Prediction of polar surface area and drug transport processes using simple parameters and PLS statistics.

Modeling of the calculated polar surface area of drugs with rapidly derived descriptors (i.e., the number of hydrogen bonds accepting oxygen and nitrogen atoms and the number of hydrogen atoms bonded to these) using partial least squares projection to latent structures (PLS) analysis is described. The statistical analysis showed strong relationships between the hydrogen-bonding descriptors and the calculated polar surface area of five chemically diverse sets of drugs (R2>0.93 and Q2>0.69, n = 11, 20, 45, 70, and 74, respectively). The statistical models (using H-bonding descriptors and log P) of transport across Caco-2 cells (n = 11), brain-blood partitioning (two data sets, n = 45 and 70) and percent intestinal absorption (n = 20) showed R2 = 0.92, 0.72, 0.76, and 0.81 and Q2 = 0.74, 0.75, 0.71, and 0.73, respectively.
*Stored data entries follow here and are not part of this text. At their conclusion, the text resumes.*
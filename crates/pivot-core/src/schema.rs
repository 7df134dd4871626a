//! Per-country schema metadata: categories with processing status, months,
//! keywords and column kinds
//!
//! [`Schema`] holds the state and its pure operations. [`SchemaStore`] wraps
//! it with write-through persistence: every mutating call rewrites the JSON
//! document before returning.

use crate::error::{Error, Result};
use crate::month::{is_month_token, sort_tokens};
use crate::table::WideTable;
use chrono::{DateTime, Utc};
use serde::{Deserialize, Serialize};
use std::collections::{BTreeMap, BTreeSet};
use std::fs;
use std::path::{Path, PathBuf};
use tracing::{debug, info, warn};

/// Kind of a non-key table column
#[derive(Debug, Clone, Copy, PartialEq, Eq, Serialize, Deserialize)]
#[serde(rename_all = "lowercase")]
pub enum ColumnKind {
    /// 0/1 presence flag for a category
    Category,
    /// Rank values for a month
    Month,
}

/// Processing status of a category
#[derive(Debug, Clone, Copy, PartialEq, Eq, Default, Serialize, Deserialize)]
#[serde(rename_all = "lowercase")]
pub enum CategoryStatus {
    #[default]
    Pending,
    Processed,
}

/// Bookkeeping for one category
#[derive(Debug, Clone, PartialEq, Serialize, Deserialize)]
pub struct CategoryRecord {
    pub name: String,
    pub status: CategoryStatus,
    /// Files that contributed data on the last processing run
    #[serde(default)]
    pub processed_files: Vec<String>,
    /// Files seen in the data root that are not processed yet
    #[serde(default)]
    pub available_files: Vec<String>,
    /// Files that failed on the last processing run
    #[serde(default)]
    pub failed_files: Vec<String>,
    #[serde(default)]
    pub last_processed: Option<DateTime<Utc>>,
    #[serde(default)]
    pub last_updated: Option<DateTime<Utc>>,
    /// Rows whose presence flag is 1
    #[serde(default)]
    pub keyword_count: usize,
}

impl CategoryRecord {
    fn new(name: &str) -> Self {
        Self {
            name: name.to_string(),
            status: CategoryStatus::Pending,
            processed_files: Vec::new(),
            available_files: Vec::new(),
            failed_files: Vec::new(),
            last_processed: None,
            last_updated: None,
            keyword_count: 0,
        }
    }

    pub fn is_processed(&self) -> bool {
        self.status == CategoryStatus::Processed
    }
}

/// Candidates not yet present in the schema
#[derive(Debug, Clone, Default, PartialEq, Eq, Serialize)]
pub struct SchemaDiff {
    pub new_categories: Vec<String>,
    pub new_months: Vec<String>,
}

/// Counts of categories by processing status
#[derive(Debug, Clone, PartialEq, Serialize)]
pub struct ProcessingSummary {
    pub total_categories: usize,
    pub processed: Vec<String>,
    pub pending: Vec<String>,
    pub completion_percentage: f64,
}

/// Persisted description of a country's table
#[derive(Debug, Clone, PartialEq, Serialize, Deserialize)]
pub struct Schema {
    pub country: String,
    #[serde(default)]
    pub categories: BTreeMap<String, CategoryRecord>,
    #[serde(default)]
    pub months: BTreeSet<String>,
    #[serde(default)]
    pub keywords: BTreeSet<String>,
    #[serde(default)]
    pub column_types: BTreeMap<String, ColumnKind>,
    pub created_at: DateTime<Utc>,
    pub last_updated: DateTime<Utc>,
}

impl Schema {
    /// Create an empty schema
    pub fn new(country: &str) -> Self {
        let now = Utc::now();
        Self {
            country: country.to_string(),
            categories: BTreeMap::new(),
            months: BTreeSet::new(),
            keywords: BTreeSet::new(),
            column_types: BTreeMap::new(),
            created_at: now,
            last_updated: now,
        }
    }

    /// Insert a pending category if absent; an existing record is untouched
    pub fn add_category(&mut self, name: &str) {
        self.categories
            .entry(name.to_string())
            .or_insert_with(|| CategoryRecord::new(name));
        self.column_types
            .insert(name.to_string(), ColumnKind::Category);
    }

    pub fn add_month(&mut self, token: &str) {
        self.months.insert(token.to_string());
        self.column_types.insert(token.to_string(), ColumnKind::Month);
    }

    pub fn add_keywords<I, S>(&mut self, terms: I)
    where
        I: IntoIterator<Item = S>,
        S: AsRef<str>,
    {
        for term in terms {
            let term = term.as_ref();
            if !self.keywords.contains(term) {
                self.keywords.insert(term.to_string());
            }
        }
    }

    /// Set status=processed; the file list and count replace the previous ones
    pub fn mark_processed(&mut self, category: &str, files: Vec<String>, keyword_count: usize) {
        let now = Utc::now();
        let record = self
            .categories
            .entry(category.to_string())
            .or_insert_with(|| CategoryRecord::new(category));
        record.status = CategoryStatus::Processed;
        record.processed_files = files;
        record.failed_files.clear();
        record.last_processed = Some(now);
        record.last_updated = Some(now);
        record.keyword_count = keyword_count;
    }

    /// Record available files; a processed category keeps its status
    pub fn mark_pending(&mut self, category: &str, available_files: Vec<String>) {
        let record = self
            .categories
            .entry(category.to_string())
            .or_insert_with(|| CategoryRecord::new(category));
        if !record.is_processed() {
            record.status = CategoryStatus::Pending;
        }
        record.available_files = available_files;
        record.last_updated = Some(Utc::now());
    }

    /// Record files that failed to merge for a category
    pub fn record_failures(&mut self, category: &str, files: Vec<String>) {
        let record = self
            .categories
            .entry(category.to_string())
            .or_insert_with(|| CategoryRecord::new(category));
        record.failed_files = files;
        record.last_updated = Some(Utc::now());
    }

    pub fn category(&self, name: &str) -> Option<&CategoryRecord> {
        self.categories.get(name)
    }

    pub fn has_category(&self, name: &str) -> bool {
        self.categories.contains_key(name)
    }

    pub fn has_month(&self, token: &str) -> bool {
        self.months.contains(token)
    }

    pub fn column_kind(&self, column: &str) -> Option<ColumnKind> {
        self.column_types.get(column).copied()
    }

    /// Categories in alphabetical order
    pub fn categories(&self) -> Vec<String> {
        self.categories.keys().cloned().collect()
    }

    /// Months in chronological order, malformed tokens last
    pub fn months(&self) -> Vec<String> {
        let mut months: Vec<String> = self.months.iter().cloned().collect();
        sort_tokens(&mut months);
        months
    }

    /// Canonical column order: categories alphabetically, then months
    /// chronologically. `Search Term` is implicit and always first.
    pub fn column_order(&self) -> Vec<String> {
        let mut order: Vec<String> = self
            .column_types
            .iter()
            .filter(|(_, kind)| **kind == ColumnKind::Category)
            .map(|(name, _)| name.clone())
            .collect();
        order.extend(self.months());
        order
    }

    pub fn pending_categories(&self) -> Vec<String> {
        self.categories
            .values()
            .filter(|r| !r.is_processed())
            .map(|r| r.name.clone())
            .collect()
    }

    pub fn processed_categories(&self) -> Vec<String> {
        self.categories
            .values()
            .filter(|r| r.is_processed())
            .map(|r| r.name.clone())
            .collect()
    }

    pub fn processing_summary(&self) -> ProcessingSummary {
        let processed = self.processed_categories();
        let pending = self.pending_categories();
        let total = self.categories.len();
        let completion_percentage = if total > 0 {
            processed.len() as f64 / total as f64 * 100.0
        } else {
            0.0
        };
        ProcessingSummary {
            total_categories: total,
            processed,
            pending,
            completion_percentage,
        }
    }

    /// Candidates not yet known, categories sorted alphabetically and months
    /// chronologically
    pub fn diff<C, M>(&self, candidate_categories: C, candidate_months: M) -> SchemaDiff
    where
        C: IntoIterator,
        C::Item: AsRef<str>,
        M: IntoIterator,
        M::Item: AsRef<str>,
    {
        let new_categories: BTreeSet<String> = candidate_categories
            .into_iter()
            .filter(|c| !self.has_category(c.as_ref()))
            .map(|c| c.as_ref().to_string())
            .collect();
        let mut new_months: Vec<String> = candidate_months
            .into_iter()
            .filter(|m| !self.has_month(m.as_ref()))
            .map(|m| m.as_ref().to_string())
            .collect::<BTreeSet<_>>()
            .into_iter()
            .collect();
        sort_tokens(&mut new_months);

        SchemaDiff {
            new_categories: new_categories.into_iter().collect(),
            new_months,
        }
    }

    /// Re-derive entries from a loaded table's columns
    ///
    /// Columns with a recorded kind keep it; unknown columns are classified
    /// by name (month token or category). Months, categories and column
    /// kinds without a table column are dropped. Returns true when anything
    /// changed.
    pub fn reconcile(&mut self, table: &WideTable) -> bool {
        let before = self.clone();

        for column in table.columns() {
            let kind = self.column_kind(column).unwrap_or_else(|| {
                if is_month_token(column) {
                    ColumnKind::Month
                } else {
                    ColumnKind::Category
                }
            });
            match kind {
                ColumnKind::Category => self.add_category(column),
                ColumnKind::Month => self.add_month(column),
            }
        }

        let stale: Vec<String> = self
            .column_types
            .keys()
            .filter(|c| !table.has_column(c))
            .cloned()
            .collect();
        for column in stale {
            warn!(column = %column, "schema column missing from table, dropping");
            self.column_types.remove(&column);
            self.months.remove(&column);
        }

        let orphaned: Vec<String> = self
            .categories
            .keys()
            .filter(|c| !table.has_column(c))
            .cloned()
            .collect();
        for category in orphaned {
            warn!(category = %category, "category has no table column, dropping");
            self.categories.remove(&category);
        }

        let missing: Vec<&str> = table.terms().filter(|t| !self.keywords.contains(*t)).collect();
        if !missing.is_empty() {
            debug!(count = missing.len(), "keywords recovered from table");
            self.add_keywords(missing);
        }

        let changed = *self != before;
        if changed {
            self.last_updated = Utc::now();
        }
        changed
    }
}

/// Write-through persistence for a [`Schema`]
#[derive(Debug)]
pub struct SchemaStore {
    path: PathBuf,
    schema: Schema,
}

impl SchemaStore {
    /// Open the store at `path`
    ///
    /// A missing file gives an empty schema. A corrupt or unreadable file is
    /// logged and also gives an empty schema; nothing is written until the
    /// first mutation.
    pub fn open<P: AsRef<Path>>(path: P, country: &str) -> Self {
        let path = path.as_ref().to_path_buf();
        let schema = match Self::read(&path) {
            Ok(Some(schema)) => schema,
            Ok(None) => Schema::new(country),
            Err(e) => {
                warn!(path = %path.display(), error = %e, "metadata unreadable, starting from empty state");
                Schema::new(country)
            }
        };
        Self { path, schema }
    }

    fn read(path: &Path) -> Result<Option<Schema>> {
        if !path.exists() {
            return Ok(None);
        }
        let content = fs::read_to_string(path).map_err(|e| Error::FileRead {
            path: path.to_path_buf(),
            source: e,
        })?;
        Ok(Some(serde_json::from_str(&content)?))
    }

    /// Location of the JSON document
    pub fn path(&self) -> &Path {
        &self.path
    }

    pub fn schema(&self) -> &Schema {
        &self.schema
    }

    /// Write the full state to disk
    pub fn save(&mut self) -> Result<()> {
        self.schema.last_updated = Utc::now();
        if let Some(parent) = self.path.parent().filter(|p| !p.as_os_str().is_empty()) {
            fs::create_dir_all(parent).map_err(|e| Error::FileWrite {
                path: parent.to_path_buf(),
                source: e,
            })?;
        }
        let content = serde_json::to_string_pretty(&self.schema)?;
        fs::write(&self.path, content).map_err(|e| Error::FileWrite {
            path: self.path.clone(),
            source: e,
        })?;
        debug!(path = %self.path.display(), "metadata saved");
        Ok(())
    }

    fn update(&mut self, f: impl FnOnce(&mut Schema)) -> Result<()> {
        f(&mut self.schema);
        self.save()
    }

    /// Replace the state with an empty schema
    pub fn reset(&mut self) -> Result<()> {
        let country = self.schema.country.clone();
        info!(country = %country, "metadata reset");
        self.update(|s| *s = Schema::new(&country))
    }

    pub fn add_category(&mut self, name: &str) -> Result<()> {
        self.update(|s| s.add_category(name))
    }

    pub fn add_month(&mut self, token: &str) -> Result<()> {
        self.update(|s| s.add_month(token))
    }

    pub fn add_keywords<I, S>(&mut self, terms: I) -> Result<()>
    where
        I: IntoIterator<Item = S>,
        S: AsRef<str>,
    {
        self.update(|s| s.add_keywords(terms))
    }

    pub fn mark_processed(&mut self, category: &str, files: Vec<String>, keyword_count: usize) -> Result<()> {
        self.update(|s| s.mark_processed(category, files, keyword_count))
    }

    pub fn mark_pending(&mut self, category: &str, available_files: Vec<String>) -> Result<()> {
        self.update(|s| s.mark_pending(category, available_files))
    }

    pub fn record_failures(&mut self, category: &str, files: Vec<String>) -> Result<()> {
        self.update(|s| s.record_failures(category, files))
    }

    /// Reconcile with a loaded table, saving only when something changed
    pub fn reconcile(&mut self, table: &WideTable) -> Result<()> {
        if self.schema.reconcile(table) {
            self.save()?;
        }
        Ok(())
    }
}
The inclusion of log P improved two models, had no effect on one model, and had a slightly negative impact on one model. The combination of H-bonding descriptors with log P is similar to the Lipinski "rule-of-five" mnemonic. However, by using a multivariate statistical method (e.g., PLS), the prediction becomes quantitative instead of qualitative. Good statistical models were derived which permit fast computational screening and prioritization of virtual compound libraries.